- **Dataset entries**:
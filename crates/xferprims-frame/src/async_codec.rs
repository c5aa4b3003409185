//! Async framing over tokio streams.
//!
//! [`TransferCodec`] turns a byte stream into a header item followed by
//! payload chunks, stopping once the declared length has been yielded.
//! Bytes after the payload are never decoded.

use bytes::{Bytes, BytesMut};
use tokio::io::{AsyncWrite, AsyncWriteExt};
use tokio_util::codec::Decoder;

use crate::codec::{FrameHeader, HEADER_SIZE};
use crate::error::{FrameError, Result};

/// Largest payload chunk yielded by the decoder by default.
pub const DEFAULT_MAX_CHUNK: usize = 64 * 1024;

/// One decoded piece of a transfer.
#[derive(Debug, Clone, PartialEq, Eq)]
pub enum TransferPart {
    Header(FrameHeader),
    Chunk(Bytes),
}

#[derive(Debug, Clone, Copy)]
enum DecodeState {
    Header,
    Payload { expected: u64, remaining: u64 },
    Done,
}

/// Decoder for a single length-prefixed transfer.
#[derive(Debug)]
pub struct TransferCodec {
    state: DecodeState,
    max_chunk: usize,
}

impl TransferCodec {
    pub fn new() -> Self {
        Self::with_max_chunk(DEFAULT_MAX_CHUNK)
    }

    /// Cap the size of each yielded payload chunk.
    pub fn with_max_chunk(max_chunk: usize) -> Self {
        Self {
            state: DecodeState::Header,
            max_chunk: max_chunk.max(1),
        }
    }

    /// True once the header and the full payload have been yielded.
    pub fn is_done(&self) -> bool {
        matches!(self.state, DecodeState::Done)
    }
}

impl Default for TransferCodec {
    fn default() -> Self {
        Self::new()
    }
}

impl Decoder for TransferCodec {
    type Item = TransferPart;
    type Error = FrameError;

    fn decode(&mut self, src: &mut BytesMut) -> Result<Option<TransferPart>> {
        match self.state {
            DecodeState::Header => {
                let Some(header) = FrameHeader::decode_from(src) else {
                    src.reserve(HEADER_SIZE - src.len());
                    return Ok(None);
                };
                self.state = if header.length == 0 {
                    DecodeState::Done
                } else {
                    DecodeState::Payload {
                        expected: header.length,
                        remaining: header.length,
                    }
                };
                Ok(Some(TransferPart::Header(header)))
            }
            DecodeState::Payload {
                expected,
                remaining,
            } => {
                if src.is_empty() {
                    return Ok(None);
                }
                let take = (src.len() as u64).min(remaining).min(self.max_chunk as u64) as usize;
                let chunk = src.split_to(take).freeze();
                let remaining = remaining - take as u64;
                self.state = if remaining == 0 {
                    DecodeState::Done
                } else {
                    DecodeState::Payload {
                        expected,
                        remaining,
                    }
                };
                Ok(Some(TransferPart::Chunk(chunk)))
            }
            DecodeState::Done => Ok(None),
        }
    }

    fn decode_eof(&mut self, src: &mut BytesMut) -> Result<Option<TransferPart>> {
        if let Some(part) = self.decode(src)? {
            return Ok(Some(part));
        }
        match self.state {
            DecodeState::Header => Err(FrameError::HeaderTruncated {
                received: src.len(),
            }),
            DecodeState::Payload {
                expected,
                remaining,
            } => Err(FrameError::PayloadTruncated {
                expected,
                received: expected - remaining,
            }),
            DecodeState::Done => Ok(None),
        }
    }
}

/// Write one frame header to an async stream and flush it.
pub async fn write_header_async<W: AsyncWrite + Unpin + ?Sized>(
    writer: &mut W,
    header: &FrameHeader,
) -> Result<()> {
    let mut buf = BytesMut::with_capacity(HEADER_SIZE);
    header.encode_into(&mut buf);
    writer
        .write_all(&buf)
        .await
        .map_err(FrameError::HeaderWrite)?;
    writer.flush().await.map_err(FrameError::HeaderWrite)?;
    Ok(())
}
//! TCP connection layer for single-file transfers.
//!
//! Provides the collaborators the transfer core consumes:
//! - [`Connection`], an owned duplex byte stream (TCP, or a Unix stream pair)
//! - [`TcpTransport`], the blocking listener/dialer
//! - [`Descriptor`] / [`Endpoint`], capability tags used to pick a copy path
//!
//! This is the lowest layer of xferprims. Everything else builds on top of
//! the [`Connection`] type provided here.

pub mod connection;
pub mod descriptor;
pub mod error;
pub mod tcp;

pub use connection::Connection;
pub use descriptor::{Descriptor, Endpoint};
pub use error::{Result, TransportError};
pub use tcp::TcpTransport;
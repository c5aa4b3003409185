//! Interchangeable strategies for moving a transfer payload.
//!
//! Every strategy implements [`CopyStrategy::copy_exact`]: move exactly `n`
//! bytes from a [`Source`] to a [`Sink`] or fail. Four are provided:
//!
//! - [`BufferedCopy`]: 64 KiB staged read/write, works for any endpoints
//! - [`ChunkedCopy`]: the same loop through a 1 KiB buffer
//! - [`ZeroCopy`]: `sendfile(2)` from a file descriptor into a socket
//! - [`AutoCopy`]: zero-copy when the endpoints' [`Descriptor`] tags allow
//!   it, buffered otherwise (the default)
//!
//! [`Descriptor`]: xferprims_transport::Descriptor

pub mod auto;
pub mod buffered;
pub mod error;
pub mod strategy;
pub mod zerocopy;

pub use auto::AutoCopy;
pub use buffered::{
    copy_buffered, BufferedCopy, ChunkedCopy, CHUNKED_BUFFER_SIZE, DEFAULT_BUFFER_SIZE,
};
pub use error::{CopyError, Result};
pub use strategy::{
    select_strategy, CopyOutcome, CopyStrategy, ParseStrategyError, Sink, Source, StrategyKind,
};
pub use zerocopy::{verify_zero_copy, zero_copy_supported, ZeroCopy};
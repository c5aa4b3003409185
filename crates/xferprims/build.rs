fn main() {
    if let Ok(target) = std::env::var("TARGET") {
        println!("cargo:rustc-env=XFERPRIMS_BUILD_TARGET={target}");
    }
    println!("cargo:rerun-if-env-changed=TARGET");
}
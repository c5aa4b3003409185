use std::net::TcpStream;
use std::sync::atomic::{AtomicBool, Ordering};
use std::sync::Arc;
use std::time::Duration;

use tracing::warn;
use xferprims_peer::{TransferConfig, TransferServer};

use crate::cmd::{parse_optional_duration, ServeArgs};
use crate::exit::{transfer_error, CliError, CliResult, INTERNAL, SUCCESS};
use crate::output::{print_listening, print_serve_summary, OutputFormat};

pub fn run(args: ServeArgs, format: OutputFormat) -> CliResult<i32> {
    let config = TransferConfig {
        strategy: args.strategy,
        read_timeout: parse_optional_duration(args.read_timeout.as_deref())?,
        write_timeout: parse_optional_duration(args.write_timeout.as_deref())?,
    };

    if !args.file.is_file() {
        warn!(
            file = %args.file.display(),
            "source is not a readable regular file; transfers will fail until it exists"
        );
    }

    let server = TransferServer::bind(&args.addr, &args.file, config)
        .map_err(|err| transfer_error("bind failed", err))?;
    print_listening(
        server.local_addr(),
        server.source_path(),
        server.strategy_name(),
        format,
    );

    let running = Arc::new(AtomicBool::new(true));
    let wake_addr = server.wake_addr();
    install_ctrlc_handler(running.clone(), move || {
        // Unblocks the pending accept so the loop sees the cleared flag.
        let _ = TcpStream::connect_timeout(&wake_addr, Duration::from_secs(1));
    })?;

    let accepted = server
        .run(&running, args.max_transfers)
        .map_err(|err| transfer_error("accept failed", err))?;
    print_serve_summary(accepted, format);

    Ok(SUCCESS)
}

fn install_ctrlc_handler<F>(running: Arc<AtomicBool>, wake: F) -> CliResult<()>
where
    F: Fn() + Send + 'static,
{
    ctrlc::set_handler(move || {
        running.store(false, Ordering::SeqCst);
        wake();
    })
    .map_err(|err| CliError::new(INTERNAL, format!("signal handler setup failed: {err}")))
}
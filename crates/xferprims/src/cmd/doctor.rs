use std::fs;
use std::time::{SystemTime, UNIX_EPOCH};

use serde::Serialize;
use xferprims_copy::{verify_zero_copy, zero_copy_supported};
use xferprims_transport::TcpTransport;

use crate::cmd::DoctorArgs;
use crate::exit::{CliResult, HEALTH_CHECK_FAILED, SUCCESS};
use crate::output::OutputFormat;

#[derive(Clone, Copy, Debug, Serialize)]
#[serde(rename_all = "lowercase")]
enum CheckStatus {
    Pass,
    Fail,
    Warn,
    Info,
}

#[derive(Debug, Serialize)]
struct CheckResult {
    name: String,
    status: CheckStatus,
    detail: String,
}

#[derive(Debug, Serialize)]
struct DoctorOutput {
    schema_id: &'static str,
    checks: Vec<CheckResult>,
    overall: &'static str,
}

pub fn run(_args: DoctorArgs, format: OutputFormat) -> CliResult<i32> {
    let checks = vec![
        zero_copy_check(),
        loopback_bind_check(),
        temp_dir_writable_check(),
        compiled_features_check(),
    ];

    let has_fail = checks.iter().any(|c| matches!(c.status, CheckStatus::Fail));
    let overall = if has_fail { "fail" } else { "pass" };

    let output = DoctorOutput {
        schema_id: "https://schemas.3leaps.dev/xferprims/cli/v1/doctor-report.schema.json",
        checks,
        overall,
    };

    print_doctor(&output, format);

    if has_fail {
        Ok(HEALTH_CHECK_FAILED)
    } else {
        Ok(SUCCESS)
    }
}

fn print_doctor(output: &DoctorOutput, format: OutputFormat) {
    match format {
        OutputFormat::Json => {
            println!(
                "{}",
                serde_json::to_string(output).unwrap_or_else(|_| "{}".to_string())
            );
        }
        OutputFormat::Table | OutputFormat::Pretty => {
            println!("xferprims doctor\n");
            for c in &output.checks {
                println!(
                    "  [{:>4}] {:<20} {}",
                    status_text(c.status),
                    c.name,
                    c.detail
                );
            }
            if output.overall == "pass" {
                println!("\n  Result: all checks passed");
            } else {
                println!("\n  Result: one or more checks failed");
            }
        }
        OutputFormat::Raw => {
            println!("{}", output.overall);
        }
    }
}

fn status_text(status: CheckStatus) -> &'static str {
    match status {
        CheckStatus::Pass => "PASS",
        CheckStatus::Fail => "FAIL",
        CheckStatus::Warn => "WARN",
        CheckStatus::Info => "INFO",
    }
}

/// Push a few bytes through `sendfile` between a temp file and a socket pair.
fn zero_copy_check() -> CheckResult {
    if !zero_copy_supported() {
        return CheckResult {
            name: "zero_copy".to_string(),
            status: CheckStatus::Warn,
            detail: format!(
                "sendfile path not built for {}; auto strategy will buffer",
                std::env::consts::OS
            ),
        };
    }

    match verify_zero_copy() {
        Ok(()) => CheckResult {
            name: "zero_copy".to_string(),
            status: CheckStatus::Pass,
            detail: "sendfile file-to-socket copy succeeded".to_string(),
        },
        Err(err) => CheckResult {
            name: "zero_copy".to_string(),
            status: CheckStatus::Warn,
            detail: format!("sendfile unusable, auto strategy will buffer: {err}"),
        },
    }
}

fn loopback_bind_check() -> CheckResult {
    match TcpTransport::bind("127.0.0.1:0") {
        Ok(transport) => CheckResult {
            name: "loopback_bind".to_string(),
            status: CheckStatus::Pass,
            detail: format!("bound {}", transport.local_addr()),
        },
        Err(err) => CheckResult {
            name: "loopback_bind".to_string(),
            status: CheckStatus::Fail,
            detail: err.to_string(),
        },
    }
}

fn temp_dir_writable_check() -> CheckResult {
    let path = scratch_path("write");
    let result = fs::write(&path, b"ok");
    let _ = fs::remove_file(&path);

    match result {
        Ok(()) => CheckResult {
            name: "temp_dir_writable".to_string(),
            status: CheckStatus::Pass,
            detail: format!("{} is writable", std::env::temp_dir().display()),
        },
        Err(err) => CheckResult {
            name: "temp_dir_writable".to_string(),
            status: CheckStatus::Fail,
            detail: format!("{} is not writable: {err}", std::env::temp_dir().display()),
        },
    }
}

fn compiled_features_check() -> CheckResult {
    let mut features = Vec::new();
    if cfg!(feature = "async") {
        features.push("async");
    }
    if cfg!(feature = "cli") {
        features.push("cli");
    }

    CheckResult {
        name: "compiled_features".to_string(),
        status: CheckStatus::Info,
        detail: features.join(", "),
    }
}

fn scratch_path(tag: &str) -> std::path::PathBuf {
    let nanos = SystemTime::now()
        .duration_since(UNIX_EPOCH)
        .map(|d| d.as_nanos())
        .unwrap_or_default();
    std::env::temp_dir().join(format!(
        "xferprims-doctor-{tag}-{}-{nanos}",
        std::process::id()
    ))
}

- **Instructions for the task**: Extract from the data every line where "writer" shows up.

- **Exercise solution**:
    writer: &mut W,
    writer
    writer.flush().await.map_err(FrameError::HeaderWrite)?;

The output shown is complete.